Por su parte, los grandes gurús de “lo sociosimbólico” insisten en que la Revolución es ante todo “sociosimbólica”, es decir, realizable exclusivamente a nivel socio–lingüístico–libidinal (Žižek), que el Estado es definible como el monopolio del capital simbólico (Bourdieu) y ya no como el monopolio de la violencia material (Marx–Weber), o que toda estrategia política debe olvidarse de la lucha por el control efectivo de los medios de producción para centrarse exclusivamente en la apropiación de “significantes vacíos” con los que construir cadenas de asociaciones significantes que unifiquen la ideología, una vez más, “sociosimbólica” (Laclau).
EL FANTASMA Y LO SOCIOSIMBÓLICO
Uno de los puntos clave de las teorías sociosimbólicas es el concepto psicoanalítico de “fantasma” en tanto que categoría mental generada por los individuos en su proceso de interacción social mediante la circulación de significantes, esto es, de palabras y signos cuyo significado no está determinado a priori y frente a los cuales el individuo que los genera siempre toma una posición determinada. Mientras que el término “social” se refiere al acto de interacción entre individuos, lo “simbólico” se refiere al acto de dar un significado a una determinada cosa material. Las filosofías sociosimbólicas priman hasta el extremo la importancia del significado que una cosa adquiere por el simple acto de nombrarlo. Simbolizar algo es, básicamente, “transustanciarlo” en lenguaje. Incluso cuando dichas filosofías hablan de praxis sociosimbólicas y no de conceptos teóricos, dichas praxis únicamente pueden ser consideradas simbólicas en el caso de que funcionen como una relación lingüística en el que cada acto es asociado a un determinado significado.
Al igual que las teorías económicas burguesas criticadas por Marx, las nuevas filosofías sociosimbólicas conciben la circulación como un ámbito autónomo, independiente y no determinado por el modo de producción material.
Claramente influenciado por Kant y Hegel, el gran gurú de lo sociosimbólico al que todos se remiten –Jacques Lacan– afirma que todo lo que no es lenguaje es noúmeno, esto es, algo radicalmente imposible de ser conocido. Algo irracional e incognoscible, denominado por todos los psicoanalistas y filósofos lacanianos como “lo Real” y que se diferencia de “la realidad” en tanto que el mundo de los significados sociosimbólicos. Se establece así una identificación de la realidad con el significado de los signos y símbolos lingüísticos paralela a la que criticó Marx como propia de la filosofía idealista hegeliana. A este respecto, comentaba Marx cómo para filósofos como Stirner, “los pensamientos objetivados, corporeizados –los fantasmas– han dominado y dominan el mundo […] Para san Sancho [Max Stirner] el nombre es la cosa misma”.
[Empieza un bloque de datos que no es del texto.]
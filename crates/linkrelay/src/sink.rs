//! Where message records and connection log rows are written.

use std::future::Future;
use std::sync::{Arc, Mutex, MutexGuard};

use linkrelay_protocol::{ConnectionLogEntry, MessageRecord};
use linkrelay_session::ConnectionLog;
use linkrelay_store::{PostgrestStore, StoreError};

/// Append-only destination for [`MessageRecord`]s.
pub trait MessageSink: Send + Sync + 'static {
    fn save(&self, record: &MessageRecord) -> impl Future<Output = Result<(), StoreError>> + Send;
}

// ---------------------------------------------------------------------------
// Memory
// ---------------------------------------------------------------------------

/// Keeps records in memory.
#[derive(Debug, Clone, Default)]
pub struct MemoryMessageSink {
    records: Arc<Mutex<Vec<MessageRecord>>>,
}

impl MemoryMessageSink {
    pub fn new() -> Self {
        Self::default()
    }

    pub fn records(&self) -> Vec<MessageRecord> {
        self.lock().clone()
    }

    fn lock(&self) -> MutexGuard<'_, Vec<MessageRecord>> {
        self.records.lock().unwrap_or_else(|p| p.into_inner())
    }
}

impl MessageSink for MemoryMessageSink {
    async fn save(&self, record: &MessageRecord) -> Result<(), StoreError> {
        self.lock().push(record.clone());
        Ok(())
    }
}

// ---------------------------------------------------------------------------
// PostgREST
// ---------------------------------------------------------------------------

/// Inserts rows into a relation of the REST key-value service.
///
/// One type serves both the message relation and the connection log; each
/// instance is bound to a single table.
#[derive(Clone)]
pub struct PostgrestRows {
    store: PostgrestStore,
    table: String,
}

impl PostgrestRows {
    pub fn new(store: PostgrestStore, table: impl Into<String>) -> Self {
        Self {
            store,
            table: table.into(),
        }
    }

    pub fn table(&self) -> &str {
        &self.table
    }
}

impl MessageSink for PostgrestRows {
    async fn save(&self, record: &MessageRecord) -> Result<(), StoreError> {
        self.store.insert(&self.table, record).await
    }
}

impl ConnectionLog for PostgrestRows {
    async fn record(&self, entry: ConnectionLogEntry) -> Result<(), StoreError> {
        self.store.insert(&self.table, &entry).await
    }
}
impl<S> SupervisorHandle<S> {
    /// Begins connecting. A no-op if an attempt is already live.
    ///
    /// # Errors
    /// [`SessionError::Fatal`] if the supervisor is waiting for a reset.
    pub async fn start(&self) -> Result<(), SessionError> {
        let (reply_tx, reply_rx) = oneshot::channel();
        self.commands
            .send(Command::Start { reply: reply_tx })
            .await
            .map_err(|_| SessionError::Unavailable)?;
        reply_rx.await.map_err(|_| SessionError::Unavailable)?
    }

    /// Tears down the session, deletes its stored credentials, and
    /// reconnects shortly after, which produces a fresh pairing challenge.
    pub async fn reset(&self) -> Result<(), SessionError> {
        let (reply_tx, reply_rx) = oneshot::channel();
        self.commands
            .send(Command::Reset { reply: reply_tx })
            .await
            .map_err(|_| SessionError::Unavailable)?;
        reply_rx.await.map_err(|_| SessionError::Unavailable)
    }

    /// Closes the session and stops the supervisor.
    pub async fn shutdown(&self) -> Result<(), SessionError> {
        let (reply_tx, reply_rx) = oneshot::channel();
        self.commands
            .send(Command::Shutdown { reply: reply_tx })
            .await
            .map_err(|_| SessionError::Unavailable)?;
        reply_rx.await.map_err(|_| SessionError::Unavailable)
    }

    pub fn status(&self) -> SupervisorStatus {
        self.status.borrow().clone()
    }

    /// A receiver that observes every status change.
    pub fn watch_status(&self) -> watch::Receiver<SupervisorStatus> {
        self.status.clone()
    }

    /// Waits until the status satisfies `predicate`.
    pub async fn wait_for<F>(&self, mut predicate: F) -> Result<SupervisorStatus, SessionError>
    where
        F: FnMut(&SupervisorStatus) -> bool,
    {
        let mut rx = self.status.clone();
        let status = rx
            .wait_for(|s| predicate(s))
            .await
            .map_err(|_| SessionError::Unavailable)?;
        Ok(status.clone())
    }

    pub fn subscribe(&self) -> broadcast::Receiver<LifecycleEvent> {
        self.lifecycle.subscribe()
    }

    /// The connected session, if any.
    pub fn session(&self) -> Option<ActiveSession<S>> {
        self.session.borrow().clone()
    }

    /// Resolves once the supervisor task has stopped.
    pub async fn closed(&self) {
        self.commands.closed().await;
    }

    /// The connected session, or [`SessionError::NotConnected`].
    pub fn connected(&self) -> Result<ActiveSession<S>, SessionError> {
        self.session().ok_or(SessionError::NotConnected)
    }
}

// ---------------------------------------------------------------------------
// Attempt task
// ---------------------------------------------------------------------------

enum AttemptEvent<S> {
    Ready(Arc<S>),
    StartupFailed(String),
    Client(ClientEvent),
    Ended,
}

struct Tagged<S> {
    generation: Generation,
    event: AttemptEvent<S>,
}

struct Attempt<S> {
    generation: Generation,
    task: JoinHandle<()>,
    session: Option<Arc<S>>,
}

/// Loads credentials, opens a session, and forwards its events.
///
/// Credential rotations are saved here, in arrival order, before the next
/// event is read.
async fn run_attempt<C, K>(
    generation: Generation,
    connector: Arc<C>,
    auth: AuthState<K>,
    tx: mpsc::UnboundedSender<Tagged<C::Session>>,
) where
    C: Connector,
    K: KvStore,
{
    let send = |event| tx.send(Tagged { generation, event }).is_ok();

    let creds = match auth.load_or_init(|| connector.fresh_credentials()).await {
        Ok((creds, load)) => {
            debug!(%generation, ?load, "credentials ready");
            creds
        }
        Err(e) => {
            send(AttemptEvent::StartupFailed(e.to_string()));
            return;
        }
    };

    let Connected { session, mut events } = match connector.connect(creds, auth.keys()).await {
        Ok(connected) => connected,
        Err(e) => {
            send(AttemptEvent::StartupFailed(e.to_string()));
            return;
        }
    };

    let session = Arc::new(session);
    if !send(AttemptEvent::Ready(Arc::clone(&session))) {
        session.close().await;
        return;
    }

    while let Some(event) = events.recv().await {
        match event {
            ClientEvent::CredentialsUpdated(creds) => {
                if let Err(e) = auth.save_credentials(&creds).await {
                    error!(%generation, error = %e, "failed to persist rotated credentials");
                }
            }
            other => {
                if !send(AttemptEvent::Client(other)) {
                    return;
                }
            }
        }
    }
    send(AttemptEvent::Ended);
}

/// Writes connection log rows in order without blocking the actor.
async fn run_log_writer<L: ConnectionLog>(log: Arc<L>, mut rx: mpsc::UnboundedReceiver<ConnectionLogEntry>) {
    while let Some(entry) = rx.recv().await {
        let event_type = entry.event_type.clone();
        if let Err(e) = log.record(entry).await {
            warn!(%event_type, error = %e, "failed to write connection log");
        }
    }
}

async fn retry_elapsed(timer: &mut Option<Pin<Box<Sleep>>>) {
    match timer {
        Some(sleep) => sleep.as_mut().await,
        None => std::future::pending().await,
    }
}
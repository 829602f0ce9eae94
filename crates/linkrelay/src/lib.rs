//! # linkrelay
//!
//! Keeps one messaging-network session alive and relays its traffic.
//!
//! The underlying client library speaks the network protocol; linkrelay
//! wraps it with the parts that make it survive production:
//!
//! - a supervised connection that classifies every disconnect and
//!   reconnects on the right schedule, going FATAL only when retrying
//!   cannot help,
//! - credentials persisted to a remote key-value service with per-key
//!   write serialization, backups, and self-healing reads,
//! - a paced outbound queue,
//! - inbound message records and webhook fan-out with per-endpoint retries.
//!
//! ## Quick Start
//!
//! ```rust,ignore
//! use std::sync::Arc;
//! use linkrelay::prelude::*;
//!
//! let config = RelayConfig::load();
//! linkrelay::logging::init(&config.log_level)?;
//! let relay = linkrelay::spawn_with_postgrest(&config, Arc::new(my_connector))?;
//! relay.start().await?;
//! relay.send(&OutboundMessage::text("15551234567@s.whatsapp.net", "hi")).await?;
//! ```

#![allow(async_fn_in_trait)]

mod archive;
mod config;
mod error;
pub mod logging;
mod relay;
mod sink;

pub use archive::{MediaArchive, NoArchive};
pub use config::RelayConfig;
pub use error::RelayError;
pub use relay::{PostgrestRelay, Relay, RelayBuilder, RelayParts, spawn_with_postgrest};
pub use sink::{MemoryMessageSink, MessageSink, PostgrestRows};

pub use linkrelay_delivery as delivery;
pub use linkrelay_protocol as protocol;
pub use linkrelay_retry as retry;
pub use linkrelay_session as session;
pub use linkrelay_store as store;
pub use linkrelay_transport as transport;

/// The types most embedders need.
pub mod prelude {
    pub use crate::{MediaArchive, MessageSink, Relay, RelayBuilder, RelayConfig, RelayError};
    pub use linkrelay_protocol::{OutboundMessage, SentMessage};
    pub use linkrelay_session::{ConnectionState, SupervisorStatus};
    pub use linkrelay_transport::{Connector, Session};
}
//! Shared data model for linkrelay.
//!
//! This crate defines the "language" every other layer speaks:
//!
//! - **Types** ([`AccountId`], [`Generation`], [`ConnectionLogEntry`]) —
//!   identity and lifecycle records.
//! - **Messages** ([`InboundMessage`], [`OutboundMessage`]) — what the
//!   messaging session hands us and what callers ask us to send.
//! - **Records** ([`MessageRecord`], [`WebhookPayload`]) — the rows we
//!   persist and the JSON we forward downstream.
//! - **Codec** ([`Codec`] trait, [`BufferJsonCodec`]) — how credential
//!   blobs are turned into text for the key-value store and back.
//! - **Errors** ([`ProtocolError`]).
//!
//! # Architecture
//!
//! ```text
//! Transport (client events) → Protocol (typed records) → Store / Session / Delivery
//! ```
//!
//! Nothing in here performs I/O.

mod codec;
mod error;
mod message;
mod record;
mod types;

pub use codec::{BufferJsonCodec, Codec, buffer_value, value_bytes};
pub use error::ProtocolError;
pub use message::{
    BatchKind, InboundMessage, MAX_OUTBOUND_FILE_BYTES, MediaKind, MessageContent,
    OutboundContent, OutboundMessage, ReplyContext, SentMessage,
};
pub use record::{
    ChatKind, Direction, MediaRef, MessageRecord, ReplyInfo, WebhookPayload, plain_phone,
};
pub use types::{AccountId, ConnectionLogEntry, Generation};
//! Bounded retry with backoff for linkrelay.
//!
//! Every retry site in the workspace (credential writes, webhook
//! deliveries, session reconnects) computes its delays through a
//! [`RetryPolicy`], so the backoff arithmetic lives in exactly one place.
//!
//! Two ways to use it:
//!
//! - [`retry`] / [`retry_counted`] drive an async operation to completion,
//!   sleeping between failed attempts.
//! - [`RetryPolicy::delay_for`] and [`RetryPolicy::allows`] give the raw
//!   schedule to callers that own their own timer (the connection
//!   supervisor keeps a single cancellable retry timer inside its actor
//!   loop).
//!
//! ```ignore
//! let policy = RetryPolicy::linear(Duration::from_secs(1), None).with_max_attempts(3);
//! let value = retry("store.write", &policy, |attempt| async move {
//!     write_once(attempt).await
//! })
//! .await?;
//! ```

use std::fmt::Display;
use std::future::Future;
use std::time::Duration;

use rand::Rng;
use tracing::{debug, warn};

// ---------------------------------------------------------------------------
// Backoff
// ---------------------------------------------------------------------------

/// How the base delay grows with the attempt number.
///
/// `attempt` is 1-based: the delay after the first failure is
/// `delay(1)`.
#[derive(Debug, Clone, PartialEq, Eq)]
pub enum Backoff {
    /// `step * attempt`, optionally capped.
    Linear { step: Duration, cap: Option<Duration> },
    /// Explicit delays; attempts past the end reuse the last entry.
    Schedule(Vec<Duration>),
    /// Same delay every time.
    Fixed(Duration),
}

impl Backoff {
    /// Base delay (no jitter) after failure number `attempt`.
    pub fn delay(&self, attempt: u32) -> Duration {
        match self {
            Self::Linear { step, cap } => {
                let raw = step.saturating_mul(attempt);
                match cap {
                    Some(cap) => raw.min(*cap),
                    None => raw,
                }
            }
            Self::Schedule(delays) => {
                let idx = attempt.saturating_sub(1) as usize;
                delays
                    .get(idx)
                    .or_else(|| delays.last())
                    .copied()
                    .unwrap_or(Duration::ZERO)
            }
            Self::Fixed(d) => *d,
        }
    }
}

// ---------------------------------------------------------------------------
// Policy
// ---------------------------------------------------------------------------

/// Attempt limit + backoff + jitter bound.
#[derive(Debug, Clone, PartialEq, Eq)]
pub struct RetryPolicy {
    /// Maximum total attempts. `None` = unbounded.
    pub max_attempts: Option<u32>,
    pub backoff: Backoff,
    /// Uniform random `0..=jitter` added to every delay.
    pub jitter: Duration,
}

impl RetryPolicy {
    pub fn linear(step: Duration, cap: Option<Duration>) -> Self {
        Self {
            max_attempts: None,
            backoff: Backoff::Linear { step, cap },
            jitter: Duration::ZERO,
        }
    }

    pub fn schedule(delays: impl Into<Vec<Duration>>) -> Self {
        Self {
            max_attempts: None,
            backoff: Backoff::Schedule(delays.into()),
            jitter: Duration::ZERO,
        }
    }

    pub fn fixed(delay: Duration) -> Self {
        Self {
            max_attempts: None,
            backoff: Backoff::Fixed(delay),
            jitter: Duration::ZERO,
        }
    }

    pub fn with_max_attempts(mut self, max: u32) -> Self {
        self.max_attempts = Some(max);
        self
    }

    pub fn with_jitter(mut self, jitter: Duration) -> Self {
        self.jitter = jitter;
        self
    }

    /// Fix values that would make the policy misbehave.
    ///
    /// - `max_attempts` of 0 is raised to 1 (the operation always runs once).
    pub fn validated(mut self) -> Self {
        if self.max_attempts == Some(0) {
            warn!("retry max_attempts of 0 raised to 1");
            self.max_attempts = Some(1);
        }
        self
    }

    /// Whether attempt number `attempt` (1-based) is within budget.
    pub fn allows(&self, attempt: u32) -> bool {
        self.max_attempts.is_none_or(|max| attempt <= max)
    }

    /// Base delay without jitter after failure number `attempt`.
    pub fn base_delay(&self, attempt: u32) -> Duration {
        self.backoff.delay(attempt)
    }

    /// Delay after failure number `attempt`: base plus `0..=jitter`.
    pub fn delay_for(&self, attempt: u32) -> Duration {
        self.base_delay(attempt) + self.sample_jitter()
    }

    fn sample_jitter(&self) -> Duration {
        let max_ms = self.jitter.as_millis() as u64;
        if max_ms == 0 {
            return Duration::ZERO;
        }
        Duration::from_millis(rand::rng().random_range(0..=max_ms))
    }
}

// ---------------------------------------------------------------------------
// Combinator
// ---------------------------------------------------------------------------

/// The operation failed on every allowed attempt.
#[derive(Debug, thiserror::Error)]
pub enum RetryError<E> {
    #[error("gave up after {attempts} attempt(s): {source}")]
    Exhausted {
        attempts: u32,
        #[source]
        source: E,
    },
}

impl<E> RetryError<E> {
    pub fn attempts(&self) -> u32 {
        match self {
            Self::Exhausted { attempts, .. } => *attempts,
        }
    }

    /// The error from the final attempt.
    pub fn into_last(self) -> E {
        match self {
            Self::Exhausted { source, .. } => source,
        }
    }
}

/// A successful result plus how many attempts it took.
#[derive(Debug, Clone, PartialEq, Eq)]
pub struct Attempted<T> {
    pub value: T,
    pub attempts: u32,
}

/// Runs `op` until it succeeds or the policy's attempt budget is spent.
///
/// `op` receives the 1-based attempt number. Each failure is logged with
/// `label`; the delay before the next attempt comes from
/// [`RetryPolicy::delay_for`].
pub async fn retry<T, E, F, Fut>(label: &str, policy: &RetryPolicy, op: F) -> Result<T, RetryError<E>>
where
    E: Display,
    F: FnMut(u32) -> Fut,
    Fut: Future<Output = Result<T, E>>,
{
    retry_counted(label, policy, op).await.map(|a| a.value)
}

/// Like [`retry`] but also reports the attempt count on success.
pub async fn retry_counted<T, E, F, Fut>(
    label: &str,
    policy: &RetryPolicy,
    mut op: F,
) -> Result<Attempted<T>, RetryError<E>>
where
    E: Display,
    F: FnMut(u32) -> Fut,
    Fut: Future<Output = Result<T, E>>,
{
    let mut attempt = 1u32;
    loop {
        match op(attempt).await {
            Ok(value) => {
                if attempt > 1 {
                    debug!(op = label, attempt, "succeeded after retry");
                }
                return Ok(Attempted {
                    value,
                    attempts: attempt,
                });
            }
            Err(e) => {
                if !policy.allows(attempt + 1) {
                    warn!(op = label, attempt, error = %e, "attempts exhausted");
                    return Err(RetryError::Exhausted {
                        attempts: attempt,
                        source: e,
                    });
                }
                let delay = policy.delay_for(attempt);
                warn!(
                    op = label,
                    attempt,
                    max_attempts = ?policy.max_attempts,
                    delay_ms = delay.as_millis() as u64,
                    error = %e,
                    "attempt failed, retrying"
                );
                tokio::time::sleep(delay).await;
                attempt += 1;
            }
        }
    }
}

#[cfg(test)]
mod tests {
    use super::*;

    #[allow(non_snake_case)]
    fn S(secs: u64) -> Duration {
        Duration::from_secs(secs)
    }

    #[test]
    fn test_linear_delay_grows_and_caps() {
        let b = Backoff::Linear {
            step: S(5),
            cap: Some(S(30)),
        };
        assert_eq!(b.delay(1), S(5));
        assert_eq!(b.delay(3), S(15));
        assert_eq!(b.delay(6), S(30));
        assert_eq!(b.delay(50), S(30));
    }

    #[test]
    fn test_schedule_delay_reuses_last_entry() {
        let b = Backoff::Schedule(vec![S(2), S(5), S(10)]);
        assert_eq!(b.delay(1), S(2));
        assert_eq!(b.delay(2), S(5));
        assert_eq!(b.delay(3), S(10));
        assert_eq!(b.delay(9), S(10));
    }

    #[test]
    fn test_schedule_empty_is_zero() {
        assert_eq!(Backoff::Schedule(Vec::new()).delay(1), Duration::ZERO);
    }

    #[test]
    fn test_delay_for_stays_within_jitter_bound() {
        let policy = RetryPolicy::linear(S(5), Some(S(30))).with_jitter(Duration::from_millis(1000));
        for attempt in 1..20 {
            let base = policy.base_delay(attempt);
            let d = policy.delay_for(attempt);
            assert!(d >= base);
            assert!(d <= base + Duration::from_millis(1000));
        }
    }

    #[test]
    fn test_allows_respects_limit() {
        let policy = RetryPolicy::fixed(S(1)).with_max_attempts(3);
        assert!(policy.allows(3));
        assert!(!policy.allows(4));
        assert!(RetryPolicy::fixed(S(1)).allows(u32::MAX));
    }

    #[test]
    fn test_validated_raises_zero_attempts() {
        let policy = RetryPolicy::fixed(S(1)).with_max_attempts(0).validated();
        assert_eq!(policy.max_attempts, Some(1));
    }
}
//! Error types for the protocol layer.
//!
//! Each crate in linkrelay defines its own error enum. A `ProtocolError`
//! always means the problem is in the shape of the data, never in I/O.

/// Errors that can occur while encoding, decoding, or validating data.
#[derive(Debug, thiserror::Error)]
pub enum ProtocolError {
    /// Serialization failed (turning a value into text).
    #[error("encode failed: {0}")]
    Encode(#[source] serde_json::Error),

    /// The text is not structurally valid JSON.
    ///
    /// This is the "corrupt" case for stored credential blobs: truncated
    /// writes, garbage bytes, or an empty payload.
    #[error("decode failed: {0}")]
    Decode(#[source] serde_json::Error),

    /// The JSON parsed, but a tagged binary value inside it could not be
    /// revived (bad base64, out-of-range byte, missing `data`).
    #[error("revive failed at {path}: {reason}")]
    Revive { path: String, reason: String },

    /// The value is well-formed JSON but not acceptable here, for example
    /// an outbound message with neither text nor file.
    #[error("invalid message: {0}")]
    InvalidMessage(String),
}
Derivado directamente de esta primacía del lenguaje sobre las relaciones sociales de producción material, las filosofías sociosimbólicas repiten la toma de postura mantenida por las teorías económicas burguesas criticadas por Marx, y conciben la circulación –el proceso de interacción sociosimbólica– como un ámbito autónomo, independiente y no determinado por el modo de producción de las cosas materiales, llegando a afirmar que tanto el valor económico como los valores culturales surgen única y exclusivamente del proceso de circulación social de signos lingüísticos entre los cuales el dinero sería únicamente uno más.
DINERO Y VALOR DE CAMBIO
Según Marx, la teoría económica burguesa siempre ha concebido que el dinero en tanto que forma social del valor de cambio surge simplemente del proceso de circulación de mercancías al modo de “una fantasmagoría pura”, esto es, como creencia social (fantasma) en que el valor de cambio depende únicamente de las relaciones sociosimbólicas. Es decir, de la creencia de los demás en que un trozo de papel o unos números en una cuenta bancaria poseen realmente un valor de cambio susceptible de ser convertido –a través de la compra– en el disfrute del valor de uso de la mercancía adquirida.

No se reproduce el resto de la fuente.